Our key finding shows that incoming medical students presented significant differences in empathy dimensions’ levels according to the group belonging (i.e., according to the situation of test). As displayed, group belonging had a great power of explanation: 25% of the variance was explained by group belonging. This result is in line with previous researches that revealed an intergroup empathy bias [7]. We also showed that women presented significant higher scores than men, yet another bias that has been largely reported in scientific literature [11,12]. Several studies [1-4] have investigated the evolution of empathy scores for medical students throughout their education in medicine, and reported a significant empathy decline from the beginning to the end of their education. This study attempted to show whether incoming medical students were incline to reveal significant differences in empathy levels according to the population of reference. Our results confirm this main hypothesis. We found significant reductions of Fantasy and Personal Distress dimensions regarding patients in comparison with peers. Also, only a tendency of increasing scores were obtained in the Perspective Taking dimension in favor of patients. Finally, no significant changes were found for the Empathic Concern dimension when comparing peers’ with patients’ forms. In either case, this adjustment of empathy seems adequate to treat their potential patients in a proper way. Fantasy and Personal Distress tend to be reduced in the presence of patients. These reductions mean that the incoming medical students would be less prompt to get involved in fictional situation in the presence of patients or to experience distress or discomfort in response to patients’ emotional distress. Also, the Perspective Taking tends to be at its highest level with the presence of patients, while Empathic Concern appears as stable through situations.

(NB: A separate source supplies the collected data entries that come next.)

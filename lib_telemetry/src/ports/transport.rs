//! # Serial Transport Seam
//!
//! Everything the registry needs from a byte source: enumerate the ports it
//! offers and open one of them as a blocking `Read`. Dropping the stream
//! closes the underlying handle.

use std::io::Read;
use std::sync::Arc;

use serde::Serialize;
use thiserror::Error;

/// A blocking byte stream from an open port.
///
/// Reads should return `io::ErrorKind::TimedOut` when no data arrives within
/// the transport's read timeout, `Ok(0)` at end of stream.
pub type ByteStream = Box<dyn Read + Send>;

/// A port as reported by enumeration.
#[derive(Debug, Clone, PartialEq, Eq, Serialize)]
#[serde(rename_all = "camelCase")]
pub struct PortInfo {
    /// Identifier passed to `open` (e.g. `COM3`, `/dev/ttyUSB0`, `SIM0`).
    pub id: String,
    /// Human-readable description.
    pub display_name: String,
}

impl PortInfo {
    /// Creates a port description.
    pub fn new(id: impl Into<String>, display_name: impl Into<String>) -> Self {
        Self {
            id: id.into(),
            display_name: display_name.into(),
        }
    }
}

/// Failures raised by a transport.
#[derive(Debug, Error)]
pub enum TransportError {
    /// The port list could not be read.
    #[error("port enumeration failed: {0}")]
    Enumeration(String),

    /// The transport does not offer this port.
    #[error("no such port")]
    NotFound,

    /// The port exists but the operating system refused to open it.
    #[error("{0}")]
    Refused(String),
}

/// # Serial Transport
///
/// Implementations must be cheap to call from any thread; `open` may block
/// and is always invoked from a blocking-capable thread.
pub trait SerialTransport: Send + Sync {
    /// Lists the ports currently available.
    fn enumerate(&self) -> Result<Vec<PortInfo>, TransportError>;

    /// Opens `port_id` for reading.
    fn open(&self, port_id: &str) -> Result<ByteStream, TransportError>;
}

/// # Composite Transport
///
/// Presents several transports as one. Enumeration concatenates every
/// member's ports; `open` is routed to the first member that lists the id.
#[derive(Default, Clone)]
pub struct CompositeTransport {
    members: Vec<Arc<dyn SerialTransport>>,
}

impl CompositeTransport {
    /// Creates an empty composite.
    pub fn new() -> Self {
        Self::default()
    }

    /// Adds a member transport.
    pub fn with(mut self, transport: Arc<dyn SerialTransport>) -> Self {
        self.members.push(transport);
        self
    }

    /// Number of member transports.
    pub fn len(&self) -> usize {
        self.members.len()
    }

    /// True when no member has been added.
    pub fn is_empty(&self) -> bool {
        self.members.is_empty()
    }
}

impl SerialTransport for CompositeTransport {
    fn enumerate(&self) -> Result<Vec<PortInfo>, TransportError> {
        let mut ports = Vec::new();
        let mut last_error = None;
        for member in &self.members {
            match member.enumerate() {
                Ok(found) => ports.extend(found),
                Err(err) => {
                    log::warn!("Transport enumeration failed: {}", err);
                    last_error = Some(err);
                }
            }
        }
        // Only fail when nothing could be enumerated at all.
        match last_error {
            Some(err) if ports.is_empty() => Err(err),
            _ => Ok(ports),
        }
    }

    fn open(&self, port_id: &str) -> Result<ByteStream, TransportError> {
        for member in &self.members {
            let listed = member
                .enumerate()
                .map(|ports| ports.iter().any(|port| port.id == port_id))
                .unwrap_or(false);
            if listed {
                return member.open(port_id);
            }
        }
        Err(TransportError::NotFound)
    }
}
use std::fmt;

use serde::Serialize;

use crate::launch::error::LaunchError;

/// # Launch State
///
/// ```text
/// Idle -> Running -> Complete
///              |
///              +----> Aborted
/// ```
///
/// `Aborted` and `Complete` are terminal. `Armed` is part of the state set
/// for an explicit arming step; no edge leads into it.
#[derive(Debug, Clone, Copy, PartialEq, Eq, Hash, Default, Serialize)]
pub enum LaunchState {
    /// No run has started.
    #[default]
    Idle,
    /// Reserved for an explicit arming step; never entered.
    Armed,
    /// Steps are being fired.
    Running,
    /// The operator stopped the run.
    Aborted,
    /// Every step fired.
    Complete,
}

impl LaunchState {
    /// True when `next` is a legal successor of `self`.
    pub fn can_transition_to(self, next: LaunchState) -> bool {
        use LaunchState::*;
        matches!(
            (self, next),
            (Idle, Running) | (Running, Aborted) | (Running, Complete)
        )
    }

    /// Returns `next` if the edge exists.
    pub fn transition(self, next: LaunchState) -> Result<LaunchState, LaunchError> {
        if self.can_transition_to(next) {
            Ok(next)
        } else {
            Err(LaunchError::InvalidTransition { from: self, to: next })
        }
    }

    /// True for `Aborted` and `Complete`.
    pub fn is_terminal(self) -> bool {
        matches!(self, LaunchState::Aborted | LaunchState::Complete)
    }

    /// True for `Armed` and `Running`.
    pub fn is_active(self) -> bool {
        matches!(self, LaunchState::Armed | LaunchState::Running)
    }
}

impl fmt::Display for LaunchState {
    fn fmt(&self, f: &mut fmt::Formatter<'_>) -> fmt::Result {
        let label = match self {
            LaunchState::Idle => "IDLE",
            LaunchState::Armed => "ARMED",
            LaunchState::Running => "RUNNING",
            LaunchState::Aborted => "ABORTED",
            LaunchState::Complete => "COMPLETE",
        };
        f.write_str(label)
    }
}

#[cfg(test)]
mod tests {
    use super::*;

    const ALL: [LaunchState; 5] = [
        LaunchState::Idle,
        LaunchState::Armed,
        LaunchState::Running,
        LaunchState::Aborted,
        LaunchState::Complete,
    ];

    #[test]
    fn terminal_states_have_no_exits() {
        for from in ALL.iter().filter(|state| state.is_terminal()) {
            for to in ALL {
                assert!(!from.can_transition_to(to), "{from} -> {to}");
            }
        }
    }

    #[test]
    fn start_goes_straight_to_running() {
        let state = LaunchState::Idle
            .transition(LaunchState::Running)
            .and_then(|s| s.transition(LaunchState::Complete));
        assert_eq!(state, Ok(LaunchState::Complete));
        assert_eq!(
            LaunchState::Running.transition(LaunchState::Aborted),
            Ok(LaunchState::Aborted)
        );
    }

    #[test]
    fn nothing_enters_armed() {
        for from in ALL {
            assert!(!from.can_transition_to(LaunchState::Armed), "{from} -> ARMED");
        }
        assert_eq!(
            LaunchState::Idle.transition(LaunchState::Armed),
            Err(LaunchError::InvalidTransition {
                from: LaunchState::Idle,
                to: LaunchState::Armed
            })
        );
        assert!(!LaunchState::Idle.can_transition_to(LaunchState::Aborted));
    }
}
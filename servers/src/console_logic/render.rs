use std::time::Duration;

use colored::Colorize;
use lib_telemetry::{ConsoleEntry, ConsoleLevel, Port, PortState, StationStatus, TelemetryRecord};

/// Formats a duration as HH:MM:SS.
pub fn format_clock(dur: Duration) -> String {
    let total_secs = dur.as_secs();
    let hours = total_secs / 3600;
    let mins = (total_secs % 3600) / 60;
    let secs = total_secs % 60;
    format!("{:02}:{:02}:{:02}", hours, mins, secs)
}

/// A console entry as printed: info in green, errors in red.
pub fn console_line(entry: &ConsoleEntry) -> String {
    let line = entry.to_string();
    match entry.level {
        ConsoleLevel::Info => line.green().to_string(),
        ConsoleLevel::Error => line.red().to_string(),
    }
}

fn or_dash<T: ToString>(value: Option<T>) -> String {
    value.map_or_else(|| "--".to_string(), |v| v.to_string())
}

/// The status bar: mission clock, satellites, link, signal, battery, launch.
pub fn status_line(status: &StationStatus) -> String {
    let link = match &status.port {
        Some(port) => format!("CONNECTED ({port})"),
        None => "DISCONNECTED".to_string(),
    };
    format!(
        "T+{} | SAT {} | {} | RSSI {} dBm | BAT {}% | {} | frames {} ok / {} bad",
        status.mission_clock.map_or_else(|| "--:--:--".to_string(), format_clock),
        or_dash(status.satellites),
        link,
        or_dash(status.rssi_dbm.map(|v| format!("{v:.1}"))),
        or_dash(status.battery_pct.map(|v| format!("{v:.0}"))),
        status.launch_state,
        status.stats.records_decoded,
        status.stats.parse_errors,
    )
}

/// One decoded record, for the parsed-data view.
pub fn telemetry_line(record: &TelemetryRecord) -> String {
    let fmt = |v: Option<f64>| or_dash(v.map(|v| format!("{v:.2}")));
    format!(
        "  [data] t={}ms ax={} ay={} az={} bat={} rssi={} sats={} mt={}",
        or_dash(record.timestamp_ms),
        fmt(record.accel_x),
        fmt(record.accel_y),
        fmt(record.accel_z),
        fmt(record.battery_pct),
        fmt(record.rssi_dbm),
        or_dash(record.satellite_count),
        fmt(record.mission_time_s),
    )
}

/// The port list as printed by `ports`.
pub fn ports_table(ports: &[Port]) -> String {
    if ports.is_empty() {
        return "No ports found".to_string();
    }
    ports
        .iter()
        .map(|port| {
            let state = match port.state {
                PortState::Open => port.state.to_string().green(),
                PortState::Error => port.state.to_string().red(),
                PortState::Closed => port.state.to_string().normal(),
            };
            format!("  {:<16} {:<7} {}", port.id, state, port.display_name)
        })
        .collect::<Vec<_>>()
        .join("\n")
}

#[cfg(test)]
mod tests {
    use super::*;
    use lib_telemetry::{LaunchState, TelemetryStats};

    #[test]
    fn clock_is_zero_padded() {
        assert_eq!(format_clock(Duration::from_secs(0)), "00:00:00");
        assert_eq!(format_clock(Duration::from_millis(3_723_900)), "01:02:03");
    }

    #[test]
    fn status_line_shows_every_field() {
        let status = StationStatus {
            mission_clock: Some(Duration::from_secs(83)),
            satellites: Some(9),
            port: Some("COM3".into()),
            rssi_dbm: Some(-72.5),
            battery_pct: Some(87.0),
            launch_state: LaunchState::Running,
            stats: TelemetryStats {
                records_decoded: 10,
                parse_errors: 1,
            },
        };
        assert_eq!(
            status_line(&status),
            "T+00:01:23 | SAT 9 | CONNECTED (COM3) | RSSI -72.5 dBm | BAT 87% | RUNNING | frames 10 ok / 1 bad"
        );
    }

    #[test]
    fn status_line_before_any_data() {
        let status = StationStatus {
            mission_clock: None,
            satellites: None,
            port: None,
            rssi_dbm: None,
            battery_pct: None,
            launch_state: LaunchState::Idle,
            stats: TelemetryStats::default(),
        };
        assert!(status_line(&status).starts_with("T+--:--:-- | SAT -- | DISCONNECTED"));
    }

    #[test]
    fn telemetry_line_marks_missing_fields() {
        let record = TelemetryRecord {
            battery_pct: Some(87.0),
            ..Default::default()
        };
        let line = telemetry_line(&record);
        assert!(line.contains("bat=87.00"));
        assert!(line.contains("sats=--"));
    }
}
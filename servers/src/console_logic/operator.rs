use std::sync::Arc;
use std::sync::atomic::{AtomicBool, Ordering};

use lib_telemetry::{GroundStation, StationEvent, Subscription};
use tokio::io::{AsyncBufReadExt, BufReader};
use tokio::sync::broadcast;

use super::commands::{Command, HELP};
use super::render;

/// Prints console entries as they are appended, and decoded records while
/// the parsed-data view is on.
pub async fn run_printer(
    mut events: Subscription,
    show_parsed: Arc<AtomicBool>,
    mut shutdown_rx: broadcast::Receiver<()>,
) {
    loop {
        tokio::select! {
            _ = shutdown_rx.recv() => break,
            event = events.recv() => match event {
                Some(StationEvent::ConsoleAppended(entry)) => println!("{}", render::console_line(&entry)),
                Some(StationEvent::TelemetryUpdated(record)) if show_parsed.load(Ordering::Relaxed) => {
                    println!("{}", render::telemetry_line(&record))
                }
                Some(StationEvent::PortChanged { port_id, state }) => log::debug!("Port {} is now {}", port_id, state),
                Some(StationEvent::LaunchChanged(state)) => log::debug!("Launch state is now {}", state),
                Some(_) => {}
                None => break,
            },
        }
    }
    log::debug!("Console printer stopped.");
}

/// Reads operator commands from stdin until `quit` or shutdown.
pub async fn run_operator(
    station: Arc<GroundStation>,
    show_parsed: Arc<AtomicBool>,
    shutdown_tx: broadcast::Sender<()>,
) {
    let mut shutdown_rx = shutdown_tx.subscribe();
    let mut lines = BufReader::new(tokio::io::stdin()).lines();

    loop {
        let line = tokio::select! {
            _ = shutdown_rx.recv() => break,
            line = lines.next_line() => line,
        };
        let line = match line {
            Ok(Some(line)) => line,
            Ok(None) => {
                log::info!("stdin closed, operator commands disabled.");
                break;
            }
            Err(e) => {
                log::error!("Failed to read operator input: {}", e);
                break;
            }
        };
        if line.trim().is_empty() {
            continue;
        }

        let command = match line.parse::<Command>() {
            Ok(command) => command,
            Err(e) => {
                eprintln!("{}", e);
                continue;
            }
        };

        if command == Command::Quit {
            log::info!("Quit requested by operator.");
            let _ = shutdown_tx.send(());
            break;
        }
        execute(&station, &show_parsed, command).await;
    }
}

/// Runs one command. Outcomes of port and launch commands are narrated on
/// the station console, so their errors are not printed again here.
pub async fn execute(station: &GroundStation, show_parsed: &AtomicBool, command: Command) {
    match command {
        Command::Ports => println!("{}", render::ports_table(&station.ports())),
        Command::Open(port) => {
            let _ = station.open(&port).await;
        }
        Command::Close => {
            let _ = station.close().await;
        }
        Command::Start => {
            let _ = station.start_launch();
        }
        Command::Abort => {
            if !station.abort_launch() {
                println!("No launch sequence is running.");
            }
        }
        Command::Status => println!("{}", render::status_line(&station.status())),
        Command::Parsed(on) => {
            show_parsed.store(on, Ordering::Relaxed);
            let text = if on {
                "Started showing parsed data..."
            } else {
                "Stopped showing parsed data"
            };
            station.console().info(text);
        }
        Command::Help => println!("{HELP}"),
        Command::Quit => {}
    }
}
pub mod commands;
pub mod config;
pub mod logger;
pub mod operator;
pub mod render;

These results revealed that incoming medical students would present higher abilities to adopt patients’ perspective and constant tendencies to experience feeling of compassion for them. Even though these first results appear to be encouraging, integrating and developing empathy lessons in medical education remains a priority. Our long-term goal is to investigate the evolution of the impact of group belonging on empathy dimensions among medical students during the course of their study in medicine.

Limitations

We assessed empathy through self-reported measures. Therefore, we cannot assume that these measures represent the whole phenomenon of empathy and the effective behaviors performed in concrete situations. Also, we used data from a single medical school which might limited the generalization of the present findings.